Here’s an excerpt from this week’s DishyMix:
Susan Bratton: Scott McClernon, one of my dear friends, President of Upstream Group Habitat, who has also done a DishyMix episode, wants to know your unique perspective regarding the popularity of the web from ’99 to ’08. He wants to know about so many social networks, so many social media offerings; an example being Fox recently launching a social network for weather. What do you think about this explosion; all the social networking implications? Gina Bianchini, CEO of Ning, was on DishyMix talking about her 260,000 communities that she’s founded already.
John Battelle: 330,000 now.
Susan Bratton: 330 — there you go. Yeah, it was like a month ago, God. So where’s all this going, John?
John Battelle: I think we’re very, very early in this particular part of it. You know there’s a very robust conversation going on inside, in the equivalent of inside the beltway, right inside the valley. You know around data portability and OpenSocial and a lot of different pieces that are supposedly going to make the social network fatigue syndrome go away.

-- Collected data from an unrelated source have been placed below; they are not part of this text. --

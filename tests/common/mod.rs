//! Shared fixtures for the integration suites.
//!
//! The suites drive the full lifecycle without a PostgreSQL installation:
//! stand-in `pg_ctl` / `postgres` / `psql` shell scripts are prepended to
//! `PATH` once per test process, and control connections come from a
//! scripted [`MockFactory`] injected through `Config::client_factory`.
//!
//! The fake `pg_ctl start` spawns a real detached `sleep` as the "daemon"
//! and writes a multi-line `postmaster.pid`, so pid-liveness and teardown
//! behavior are exercised against genuine processes.

#![allow(dead_code)]

use std::fs;
use std::os::unix::fs::PermissionsExt;
use std::path::Path;
use std::process::Command;
use std::sync::atomic::{AtomicU32, Ordering};
use std::sync::{Arc, Once};

use async_trait::async_trait;
use parking_lot::Mutex;
use pg_testbed::{ClientError, ClientFactory, ConnectParams, ControlClient};

/// Stand-in for `pg_ctl`.
///
/// `init` materializes the data directory and records the initdb arguments
/// in `<base>/init.log`; `start` spawns a detached `sleep` as the daemon and
/// writes its pid into a multi-line `postmaster.pid`, refusing ports listed
/// in `<base>/refuse-ports`; `stop` kills the recorded pid. Every command is
/// appended to `<base>/ctl.log`.
const FAKE_PG_CTL: &str = r#"#!/bin/sh
cmd="$1"
shift

DATADIR=""
MODE=""
OPTS=""
while [ $# -gt 0 ]; do
    case "$1" in
        -D) DATADIR="$2"; shift 2 ;;
        -l) shift 2 ;;
        -o) OPTS="$2"; shift 2 ;;
        -m) MODE="$2"; shift 2 ;;
        *) shift ;;
    esac
done

BASEDIR=$(dirname "$DATADIR")

case "$cmd" in
    init)
        mkdir -p "$DATADIR" || exit 1
        printf 'sample configuration from the packager\n' > "$DATADIR/postgresql.conf"
        printf 'init %s\n' "$OPTS" >> "$BASEDIR/init.log"
        printf 'init\n' >> "$BASEDIR/ctl.log"
        ;;
    start)
        PORT=$(printf '%s' "$OPTS" | sed -n 's/.*-p \([0-9][0-9]*\).*/\1/p')
        printf 'start %s\n' "$PORT" >> "$BASEDIR/ctl.log"
        if [ -f "$BASEDIR/refuse-ports" ] && grep -q "^$PORT$" "$BASEDIR/refuse-ports"; then
            echo "could not bind to port $PORT" >&2
            exit 1
        fi
        sleep 600 >/dev/null 2>&1 &
        PID=$!
        {
            printf '%s\n' "$PID"
            printf '%s\n' "$DATADIR"
            printf '%s\n' "$(date +%s) unused metadata"
            printf '%s\n' "$PORT"
        } > "$DATADIR/postmaster.pid"
        ;;
    stop)
        printf 'stop %s\n' "$MODE" >> "$BASEDIR/ctl.log"
        if [ -f "$DATADIR/postmaster.pid" ]; then
            kill "$(head -n 1 "$DATADIR/postmaster.pid")" 2>/dev/null
            rm -f "$DATADIR/postmaster.pid"
        fi
        ;;
    *)
        echo "unknown command: $cmd" >&2
        exit 1
        ;;
esac
exit 0
"#;

/// Stand-in for the server daemon; only `--version` matters. The reported
/// version is controlled through `FAKE_PG_VERSION`.
const FAKE_POSTGRES: &str = r#"#!/bin/sh
echo "postgres (PostgreSQL) ${FAKE_PG_VERSION:-12.3}"
exit 0
"#;

/// Stand-in for `psql`: records each invocation's arguments in
/// `./psql.log` and the verbosity variable in `./psql-env.log` (the library
/// runs it with the base directory as working directory).
const FAKE_PSQL: &str = r#"#!/bin/sh
printf '%s\n' "$*" >> ./psql.log
printf '%s\n' "${PGOPTIONS:-unset}" >> ./psql-env.log
exit 0
"#;

static INSTALL: Once = Once::new();

/// Prepend the fake programs to `PATH`, once per test process.
pub fn install_fake_programs() {
    INSTALL.call_once(|| {
        let _ = tracing_subscriber::fmt().with_test_writer().try_init();

        let bin = std::env::temp_dir()
            .join(format!("pg-testbed-fakes-{}", std::process::id()))
            .join("bin");
        fs::create_dir_all(&bin).expect("create fake bin dir");

        write_script(&bin.join("pg_ctl"), FAKE_PG_CTL);
        write_script(&bin.join("postgres"), FAKE_POSTGRES);
        write_script(&bin.join("psql"), FAKE_PSQL);

        let path = std::env::var("PATH").unwrap_or_default();
        std::env::set_var("PATH", format!("{}:{}", bin.display(), path));
    });
}

fn write_script(path: &Path, contents: &str) {
    fs::write(path, contents).expect("write fake program");
    fs::set_permissions(path, fs::Permissions::from_mode(0o755)).expect("chmod fake program");
}

/// Whether a process is still running.
///
/// A bare `kill -0` probe only tests pid existence, which counts a zombie
/// (a terminated process awaiting reaping by its parent) as "alive". The
/// fake daemon is a `sleep` reparented to pid 1; if that init does not reap
/// promptly, a killed daemon lingers as a zombie. Consult `/proc` so the
/// probe reflects actual liveness: a missing entry or a `Z` (zombie) state
/// both mean "not running".
pub fn pid_alive(pid: u32) -> bool {
    match fs::read_to_string(format!("/proc/{}/stat", pid)) {
        Ok(stat) => {
            // `/proc/<pid>/stat`: "pid (comm) state ...". The command name
            // may contain spaces/parens, so the state char is the first
            // field after the final ')'.
            let state = stat
                .rsplit_once(')')
                .and_then(|(_, rest)| rest.split_whitespace().next());
            !matches!(state, Some("Z") | None)
        }
        Err(_) => false,
    }
}

/// Open up a caller-supplied directory so the daemon uid (possibly
/// `nobody`, when the suite runs as root) can write into it.
pub fn permissive(dir: &Path) {
    fs::set_permissions(dir, fs::Permissions::from_mode(0o777)).expect("chmod base dir");
}

/// Lines of a log file the fake programs wrote under the base directory.
pub fn read_log(base: &Path, name: &str) -> Vec<String> {
    fs::read_to_string(base.join(name))
        .unwrap_or_default()
        .lines()
        .map(str::to_string)
        .collect()
}

/// Make the fake `pg_ctl` refuse to start on these ports.
pub fn refuse_ports(base: &Path, ports: impl IntoIterator<Item = u16>) {
    let contents: String = ports.into_iter().map(|p| format!("{}\n", p)).collect();
    fs::write(base.join("refuse-ports"), contents).expect("write refuse-ports");
}

/// Scripted control-connection factory.
///
/// Dispenses a configurable number of connection refusals before handing
/// out clients; every client records its statements into the shared log.
pub struct MockFactory {
    refusals: AtomicU32,
    terminal: bool,
    have_database: i64,
    pub connects: AtomicU32,
    pub log: Arc<Mutex<Vec<String>>>,
}

impl MockFactory {
    /// Connects on the first attempt; `have_database` answers the
    /// existence check.
    pub fn immediate(have_database: i64) -> Arc<Self> {
        Self::refusing(0, have_database)
    }

    /// Refuses the first `refusals` attempts, then connects.
    pub fn refusing(refusals: u32, have_database: i64) -> Arc<Self> {
        Arc::new(Self {
            refusals: AtomicU32::new(refusals),
            terminal: false,
            have_database,
            connects: AtomicU32::new(0),
            log: Arc::new(Mutex::new(Vec::new())),
        })
    }

    /// Every connection attempt fails with a terminal (non-refused) error.
    pub fn failing() -> Arc<Self> {
        Arc::new(Self {
            refusals: AtomicU32::new(0),
            terminal: true,
            have_database: 0,
            connects: AtomicU32::new(0),
            log: Arc::new(Mutex::new(Vec::new())),
        })
    }

    pub fn statements(&self) -> Vec<String> {
        self.log.lock().clone()
    }
}

#[async_trait]
impl ClientFactory for MockFactory {
    async fn connect(&self, params: &ConnectParams) -> Result<Box<dyn ControlClient>, ClientError> {
        self.connects.fetch_add(1, Ordering::SeqCst);

        if self.terminal {
            return Err(ClientError::Other(
                "password authentication failed".to_string(),
            ));
        }

        let remaining = self.refusals.load(Ordering::SeqCst);
        if remaining > 0 {
            self.refusals.store(remaining - 1, Ordering::SeqCst);
            return Err(ClientError::Refused("ECONNREFUSED".to_string()));
        }

        self.log
            .lock()
            .push(format!("connect {}", params.database));
        Ok(Box::new(MockClient {
            have_database: self.have_database,
            log: Arc::clone(&self.log),
        }))
    }
}

struct MockClient {
    have_database: i64,
    log: Arc<Mutex<Vec<String>>>,
}

#[async_trait]
impl ControlClient for MockClient {
    async fn query_count(&mut self, _text: &str, param: &str) -> Result<i64, ClientError> {
        self.log.lock().push(format!("count {}", param));
        Ok(self.have_database)
    }

    async fn execute(&mut self, text: &str) -> Result<(), ClientError> {
        self.log.lock().push(text.to_string());
        Ok(())
    }

    async fn end(self: Box<Self>) -> Result<(), ClientError> {
        self.log.lock().push("end".to_string());
        Ok(())
    }
}
//! Locating PostgreSQL executables and probing the server version.
//!
//! Installation layouts differ wildly across platforms and packagers; the
//! locator searches the active `PATH` first, then a `POSTGRES_HOME` override
//! root, then a list of conventional installation roots, some of which hold
//! version-numbered subdirectories (Debian's `/usr/lib/postgresql/16`,
//! Postgres.app bundles). Versioned subdirectories are ordered numerically,
//! highest first, so a `10` install beats a `9.6` one even though it sorts
//! lower lexically.

use std::env;
use std::path::{Path, PathBuf};

use once_cell::sync::Lazy;
use regex::Regex;

use crate::error::{Error, Result};

/// Environment variable naming an installation root searched before the
/// conventional ones.
pub const ENV_OVERRIDE_ROOT: &str = "POSTGRES_HOME";

/// Oldest server major version the lifecycle controller supports. Older
/// servers lack the pg_ctl behavior we rely on and are rejected outright.
pub const MIN_SUPPORTED_VERSION: f64 = 9.0;

/// psql accepts multiple `-c`/`-f` operations in one invocation from 9.6.
pub const PSQL_BATCH_VERSION: f64 = 9.6;

/// psql understands `-b` (echo failed statements) from 9.5.
pub const PSQL_ECHO_ERRORS_VERSION: f64 = 9.5;

/// Finds absolute paths to the external programs the controller spawns.
///
/// The search-root list is computed once at construction; no root is
/// searched twice.
#[derive(Clone, Debug)]
pub struct ProgramLocator {
    roots: Vec<PathBuf>,
}

impl ProgramLocator {
    /// Build a locator from the process environment: the `POSTGRES_HOME`
    /// override (if set) followed by the conventional installation roots.
    pub fn from_environment() -> Self {
        let mut roots = Vec::new();

        if let Some(home) = env::var_os(ENV_OVERRIDE_ROOT) {
            roots.push(PathBuf::from(home));
        }

        roots.push(PathBuf::from("/usr/local/pgsql"));
        // Debian and Ubuntu
        roots.extend(versioned_subdirs(Path::new("/usr/lib/postgresql")));
        // MacPorts
        roots.extend(versioned_subdirs(Path::new("/opt/local/lib/postgresql")));
        // Postgres.app
        roots.extend(versioned_subdirs(Path::new(
            "/Applications/Postgres.app/Contents/Versions",
        )));
        // BSDs tend to land in /usr/local/bin, which is not always on PATH
        roots.push(PathBuf::from("/usr/local"));

        Self { roots }
    }

    /// Build a locator with an explicit root list.
    pub fn with_roots(roots: Vec<PathBuf>) -> Self {
        Self { roots }
    }

    /// Find a program, failing with a discovery error when absent.
    pub fn locate(&self, program: &str) -> Result<PathBuf> {
        self.locate_optional(program)
            .ok_or_else(|| Error::ProgramNotFound {
                program: program.to_string(),
            })
    }

    /// Find a program, returning `None` when absent. Used for fallback-name
    /// lookups where the caller supplies its own error.
    pub fn locate_optional(&self, program: &str) -> Option<PathBuf> {
        if let Ok(found) = which::which(program) {
            return Some(found);
        }

        let cwd = env::current_dir().unwrap_or_else(|_| PathBuf::from("/"));
        for root in &self.roots {
            for dir in [root.join("bin"), root.clone()] {
                if let Ok(found) = which::which_in(program, Some(&dir), &cwd) {
                    return Some(found);
                }
            }
        }

        None
    }
}

/// List the version-numbered subdirectories of an installation root, highest
/// version first.
fn versioned_subdirs(root: &Path) -> Vec<PathBuf> {
    let Ok(entries) = std::fs::read_dir(root) else {
        return Vec::new();
    };

    let mut dirs: Vec<(f64, PathBuf)> = entries
        .flatten()
        .filter(|entry| entry.path().is_dir())
        .map(|entry| {
            let version = entry
                .file_name()
                .to_string_lossy()
                .parse::<f64>()
                .unwrap_or(f64::MIN);
            (version, entry.path())
        })
        .collect();

    dirs.sort_by(|a, b| b.0.total_cmp(&a.0));
    dirs.into_iter().map(|(_, path)| path).collect()
}

static VERSION_PATTERN: Lazy<Regex> =
    Lazy::new(|| Regex::new(r"(\d+)(?:\.(\d+|devel))?").expect("valid version pattern"));

/// Extract a numeric version from `--version` output.
///
/// Development builds report versions like `11devel` or `11.devel`; the
/// non-numeric suffix counts as minor version zero.
pub(crate) fn parse_version(output: &str) -> Option<f64> {
    let captures = VERSION_PATTERN.captures(output)?;
    let major = captures.get(1)?.as_str();
    let minor = match captures.get(2).map(|m| m.as_str()) {
        None | Some("devel") => "0",
        Some(minor) => minor,
    };
    format!("{}.{}", major, minor).parse().ok()
}

/// Invoke the server binary with `--version` and parse the result.
pub(crate) async fn probe_version(server: &Path) -> Result<f64> {
    let output = tokio::process::Command::new(server)
        .arg("--version")
        .output()
        .await
        .map_err(|e| Error::VersionUnknown {
            program: server.display().to_string(),
            output: e.to_string(),
        })?;

    let stdout = String::from_utf8_lossy(&output.stdout);
    parse_version(&stdout).ok_or_else(|| Error::VersionUnknown {
        program: server.display().to_string(),
        output: stdout.trim().to_string(),
    })
}
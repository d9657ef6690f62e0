//! Version-dependent behavior: the supported-version floor, psql operation
//! batching, and the echo-errors flag.
//!
//! The fake server reports whatever `FAKE_PG_VERSION` says, and that
//! variable is process-global, so all scenarios run sequentially inside one
//! test function.

mod common;

use std::fs;

use common::{install_fake_programs, permissive, read_log, MockFactory};
use pg_testbed::{Config, Error, Instance};

#[tokio::test]
async fn version_gates_follow_the_probed_server() {
    install_fake_programs();

    pre_9_servers_are_rejected().await;
    old_psql_runs_one_invocation_per_script().await;
    modern_psql_batches_and_echoes_errors().await;

    std::env::remove_var("FAKE_PG_VERSION");
}

async fn pre_9_servers_are_rejected() {
    std::env::set_var("FAKE_PG_VERSION", "8.4");

    let dir = tempfile::tempdir().expect("tempdir");
    permissive(dir.path());

    let mut instance = Instance::new(
        Config::default()
            .base_dir(dir.path())
            .client_factory(MockFactory::immediate(0)),
    )
    .expect("instance");

    // Probing happens before any lifecycle command; nothing gets run
    let err = instance.setup().await.expect_err("unsupported version");
    assert!(
        matches!(err, Error::UnsupportedVersion { version } if version == 8.4),
        "unexpected: {:?}",
        err
    );
    assert!(read_log(dir.path(), "ctl.log").is_empty());

    // The probe is memoized per instance, so the error repeats
    let err = instance.start().await.expect_err("still unsupported");
    assert!(matches!(err, Error::UnsupportedVersion { .. }));
}

async fn old_psql_runs_one_invocation_per_script() {
    std::env::set_var("FAKE_PG_VERSION", "9.4");

    let dir = tempfile::tempdir().expect("tempdir");
    permissive(dir.path());
    let seed_a = dir.path().join("a.sql");
    let seed_b = dir.path().join("b.sql");
    fs::write(&seed_a, "CREATE TABLE foo (bar int);\n").expect("seed");
    fs::write(&seed_b, "INSERT INTO foo VALUES (42);\n").expect("seed");

    let mut instance = Instance::new(
        Config::default()
            .base_dir(dir.path())
            .seed_script(&seed_a)
            .seed_script(&seed_b)
            .client_factory(MockFactory::immediate(0)),
    )
    .expect("instance");

    instance.start().await.expect("start");
    assert_eq!(instance.server_version().await.expect("version"), 9.4);

    // Pre-9.6 psql cannot batch: two invocations, one file each, and no
    // echo-errors flag below 9.5
    let psql_log = read_log(dir.path(), "psql.log");
    assert_eq!(psql_log.len(), 2);
    assert!(psql_log[0].contains("-f") && psql_log[0].contains("a.sql"));
    assert!(!psql_log[0].contains("b.sql"));
    assert!(psql_log[1].contains("b.sql"));
    assert!(!psql_log[0].contains("-b"));

    // Verbosity is scoped to each spawned invocation
    for line in read_log(dir.path(), "psql-env.log") {
        assert_eq!(line, "--client-min-messages=warning");
    }

    instance.stop().await.expect("stop");
}

async fn modern_psql_batches_and_echoes_errors() {
    std::env::set_var("FAKE_PG_VERSION", "12.3");

    let dir = tempfile::tempdir().expect("tempdir");
    permissive(dir.path());
    let seed_a = dir.path().join("a.sql");
    let seed_b = dir.path().join("b.sql");
    fs::write(&seed_a, "CREATE TABLE foo (bar int);\n").expect("seed");
    fs::write(&seed_b, "INSERT INTO foo VALUES (42);\n").expect("seed");

    let mut instance = Instance::new(
        Config::default()
            .base_dir(dir.path())
            .seed_script(&seed_a)
            .seed_script(&seed_b)
            .client_factory(MockFactory::immediate(0)),
    )
    .expect("instance");

    instance.start().await.expect("start");

    // 9.6+ batches every operation into a single invocation, with -b
    let psql_log = read_log(dir.path(), "psql.log");
    assert_eq!(psql_log.len(), 1);
    assert!(psql_log[0].contains("a.sql") && psql_log[0].contains("b.sql"));
    assert!(psql_log[0].contains("-b"));
    assert!(psql_log[0].contains("ON_ERROR_STOP=1"));

    // Ad-hoc statements go through the same runner
    instance
        .run_psql(&[pg_testbed::PsqlOp::Command("SELECT 1".to_string())])
        .await
        .expect("run_psql");
    let psql_log = read_log(dir.path(), "psql.log");
    assert_eq!(psql_log.len(), 2);
    assert!(psql_log[1].contains("-c SELECT 1"));

    instance.stop().await.expect("stop");
}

But we have to remember that there are untold millions of people who have never been in a social network, don’t even know what it is and aren’t sure why they would be. I have a feeling this majority of people who are going to come into social networks are going to do it without realizing that they’re actually doing it. It’s just going to be part of a useful application for them and it might be as simple as “Hey, join my Live Journal or my WordPress group so we can share pictures of the family.” The next time this person who joined that goes to, say Facebook, all of the data they already put in populates because the plumbing works right.
Right now the plumbing does not work right. So we all bitch and moan about how we have to join another social network, but our experiences are not going to be the experiences of the majority of people 5-10 years from now.
Susan Bratton: I like the “social network fatigue.” That’s a good catch phrase. I agree with you. We get bored with things before they even become something.
John Battelle: Right.
Susan Bratton: We’re so jaded.
John Battelle: It’s like “Oh, God. I’ve been blogging for ten years.”
Susan Bratton: Blogs; that’s so old-fashioned.
John Battelle: Well, my wife started a blog about two months ago and I knew that it was here to stay.